■ **GIVEN RECORDS**:
********************

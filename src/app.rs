use std::sync::Arc;
use std::time::{Duration, Instant};

use crossterm::event::{KeyCode, KeyEvent, KeyModifiers};
use tokio::sync::mpsc;

use crate::action::Action;
use crate::catalog::Catalog;
use crate::event::Event;
use crate::types::Movie;

/// Quiet period after the last keystroke before the query is committed.
const SEARCH_DEBOUNCE: Duration = Duration::from_millis(500);

#[derive(Debug, Clone, Copy, PartialEq, Eq)]
pub enum Screen {
    Browse, // search bar + result list + pager
    Detail, // single movie, rendered from the already-fetched record
}

#[derive(Debug, Clone, Copy, PartialEq, Eq, Default)]
pub enum InputMode {
    #[default]
    Normal,
    Search,
}

pub struct App {
    pub screen: Screen,
    pub input_mode: InputMode,

    // Search input
    pub search_term: String,
    pub debounced_term: String,
    search_dirty_since: Option<Instant>,

    // Results
    pub movies: Vec<Movie>,
    pub movie_index: usize,
    pub page: u32,
    pub total_pages: u32,
    pub selected: Option<Movie>,

    // Per-fetch state
    pub loading: bool,
    pub error: Option<String>,
    load_seq: u64,

    pub should_quit: bool,
    catalog: Arc<dyn Catalog>,
    action_tx: mpsc::UnboundedSender<Action>,
}

impl App {
    pub fn new(
        catalog: Arc<dyn Catalog>,
        action_tx: mpsc::UnboundedSender<Action>,
        initial_query: String,
    ) -> Self {
        Self {
            screen: Screen::Browse,
            input_mode: InputMode::default(),
            search_term: initial_query.clone(),
            debounced_term: initial_query,
            search_dirty_since: None,
            movies: Vec::new(),
            movie_index: 0,
            page: 1,
            total_pages: 1,
            selected: None,
            loading: false,
            error: None,
            load_seq: 0,
            should_quit: false,
            catalog,
            action_tx,
        }
    }

    pub fn handle_event(&self, event: Event) -> Action {
        match event {
            Event::Init => Action::Refresh,
            Event::Tick => {
                if self.debounce_expired(Instant::now()) {
                    Action::CommitSearch
                } else {
                    Action::None
                }
            }
            Event::Key(key) => self.handle_key(key),
            _ => Action::None,
        }
    }

    fn debounce_expired(&self, now: Instant) -> bool {
        matches!(self.search_dirty_since, Some(t) if now.duration_since(t) >= SEARCH_DEBOUNCE)
    }

    fn handle_key(&self, key: KeyEvent) -> Action {
        if self.input_mode == InputMode::Search {
            return self.handle_search_key(key);
        }

        match key.code {
            KeyCode::Char('q') | KeyCode::Esc => {
                if self.screen == Screen::Browse {
                    Action::Quit
                } else {
                    Action::Back
                }
            }
            KeyCode::Char('/') => {
                if self.screen == Screen::Browse {
                    Action::EnterSearch
                } else {
                    Action::None
                }
            }
            KeyCode::Char('j') | KeyCode::Down => Action::CursorDown,
            KeyCode::Char('k') | KeyCode::Up => Action::CursorUp,
            KeyCode::Char('g') => Action::CursorTop,
            KeyCode::Char('G') => Action::CursorBottom,
            KeyCode::Enter => Action::Select,
            KeyCode::Char('l') | KeyCode::Right => {
                if self.screen == Screen::Browse {
                    Action::NextPage
                } else {
                    Action::None
                }
            }
            KeyCode::Char('h') | KeyCode::Left => {
                if self.screen == Screen::Browse {
                    Action::PrevPage
                } else {
                    Action::None
                }
            }
            KeyCode::Char('r') => Action::Refresh,
            KeyCode::Char('o') => Action::OpenInBrowser,
            KeyCode::Char('y') => Action::YankUrl,
            _ => Action::None,
        }
    }

    fn handle_search_key(&self, key: KeyEvent) -> Action {
        match key.code {
            KeyCode::Esc => Action::ExitSearch,
            KeyCode::Enter => Action::CommitSearch,
            KeyCode::Backspace => Action::SearchBackspace,
            KeyCode::Char('u') if key.modifiers.contains(KeyModifiers::CONTROL) => {
                Action::SearchClear
            }
            KeyCode::Char(c) if !key.modifiers.contains(KeyModifiers::CONTROL) => {
                Action::SearchInput(c)
            }
            _ => Action::None,
        }
    }

    pub fn update(&mut self, action: Action) {
        match action {
            Action::Quit => {
                self.should_quit = true;
            }
            Action::Back => match self.screen {
                Screen::Browse => {
                    self.should_quit = true;
                }
                Screen::Detail => {
                    // Restore the list exactly as it was; no refetch.
                    self.screen = Screen::Browse;
                    self.selected = None;
                }
            },

            Action::CursorUp => {
                if self.movie_index > 0 {
                    self.movie_index -= 1;
                }
            }
            Action::CursorDown => {
                if !self.movies.is_empty() && self.movie_index < self.movies.len() - 1 {
                    self.movie_index += 1;
                }
            }
            Action::CursorTop => {
                self.movie_index = 0;
            }
            Action::CursorBottom => {
                self.movie_index = self.movies.len().saturating_sub(1);
            }

            Action::Select => {
                if self.screen == Screen::Browse {
                    if let Some(movie) = self.movies.get(self.movie_index) {
                        self.selected = Some(movie.clone());
                        self.screen = Screen::Detail;
                    }
                }
            }

            Action::EnterSearch => {
                self.input_mode = InputMode::Search;
            }
            Action::ExitSearch => {
                self.input_mode = InputMode::Normal;
            }
            Action::SearchInput(c) => {
                self.search_term.push(c);
                self.search_dirty_since = Some(Instant::now());
            }
            Action::SearchBackspace => {
                self.search_term.pop();
                self.search_dirty_since = Some(Instant::now());
            }
            Action::SearchClear => {
                self.search_term.clear();
                self.search_dirty_since = Some(Instant::now());
            }
            Action::CommitSearch => {
                self.search_dirty_since = None;
                if self.search_term != self.debounced_term {
                    self.debounced_term = self.search_term.clone();
                    self.page = 1;
                    self.spawn_fetch();
                }
            }

            Action::NextPage => {
                if self.page < self.total_pages {
                    self.page += 1;
                    self.spawn_fetch();
                }
            }
            Action::PrevPage => {
                if self.page > 1 {
                    self.page -= 1;
                    self.spawn_fetch();
                }
            }
            Action::Refresh => {
                self.spawn_fetch();
            }

            Action::MoviesLoaded { page, load_id } => {
                if load_id != self.load_seq {
                    tracing::debug!(load_id, current = self.load_seq, "dropping stale result");
                    return;
                }
                self.loading = false;
                self.movies = page.results;
                self.total_pages = page.total_pages.max(1);
                self.page = self.page.min(self.total_pages);
                self.movie_index = 0;
            }
            Action::FetchFailed { message, load_id } => {
                if load_id != self.load_seq {
                    tracing::debug!(load_id, current = self.load_seq, "dropping stale error");
                    return;
                }
                self.loading = false;
                // The previous result list stays in place behind the error.
                self.error = Some(message);
            }

            Action::OpenInBrowser => {
                if let Some(movie) = self.current_movie() {
                    let url = self.catalog.movie_url(movie.id);
                    if let Err(e) = open::that(&url) {
                        tracing::warn!(error = %e, %url, "failed to open browser");
                    }
                }
            }
            Action::YankUrl => {
                if let Some(movie) = self.current_movie() {
                    let url = self.catalog.movie_url(movie.id);
                    match arboard::Clipboard::new().and_then(|mut cb| cb.set_text(url)) {
                        Ok(()) => {}
                        Err(e) => tracing::warn!(error = %e, "clipboard unavailable"),
                    }
                }
            }

            Action::Error(msg) => {
                self.loading = false;
                self.error = Some(msg);
            }
            Action::None => {}
        }
    }

    pub fn catalog_name(&self) -> &str {
        self.catalog.name()
    }

    /// Full poster image URL for a movie, if it has a poster path.
    pub fn poster_url(&self, movie: &Movie) -> Option<String> {
        movie
            .poster_path
            .as_deref()
            .map(|path| self.catalog.poster_url(path))
    }

    /// Movie the next item-scoped action applies to: the open detail record,
    /// or the highlighted list row.
    fn current_movie(&self) -> Option<&Movie> {
        match self.screen {
            Screen::Detail => self.selected.as_ref(),
            Screen::Browse => self.movies.get(self.movie_index),
        }
    }

    fn spawn_fetch(&mut self) {
        self.load_seq += 1;
        let load_id = self.load_seq;
        self.loading = true;
        self.error = None;

        let query = self.debounced_term.trim().to_string();
        let page = self.page;
        let catalog = Arc::clone(&self.catalog);
        let tx = self.action_tx.clone();

        tokio::spawn(async move {
            let result = if query.is_empty() {
                catalog.discover(page).await
            } else {
                catalog.search(&query, page).await
            };

            match result {
                Ok(movies) => {
                    tx.send(Action::MoviesLoaded {
                        page: Box::new(movies),
                        load_id,
                    })
                    .ok();
                }
                Err(e) => {
                    tx.send(Action::FetchFailed {
                        message: e.to_string(),
                        load_id,
                    })
                    .ok();
                }
            }
        });
    }
}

********************

■ **YOUR ASSIGNMENT**: Please find the lines in the data that contain the word "SearchInput" and copy them.

■ **OUTPUT OF THE TASK**:
                Action::SearchInput(c)
            Action::SearchInput(c) => {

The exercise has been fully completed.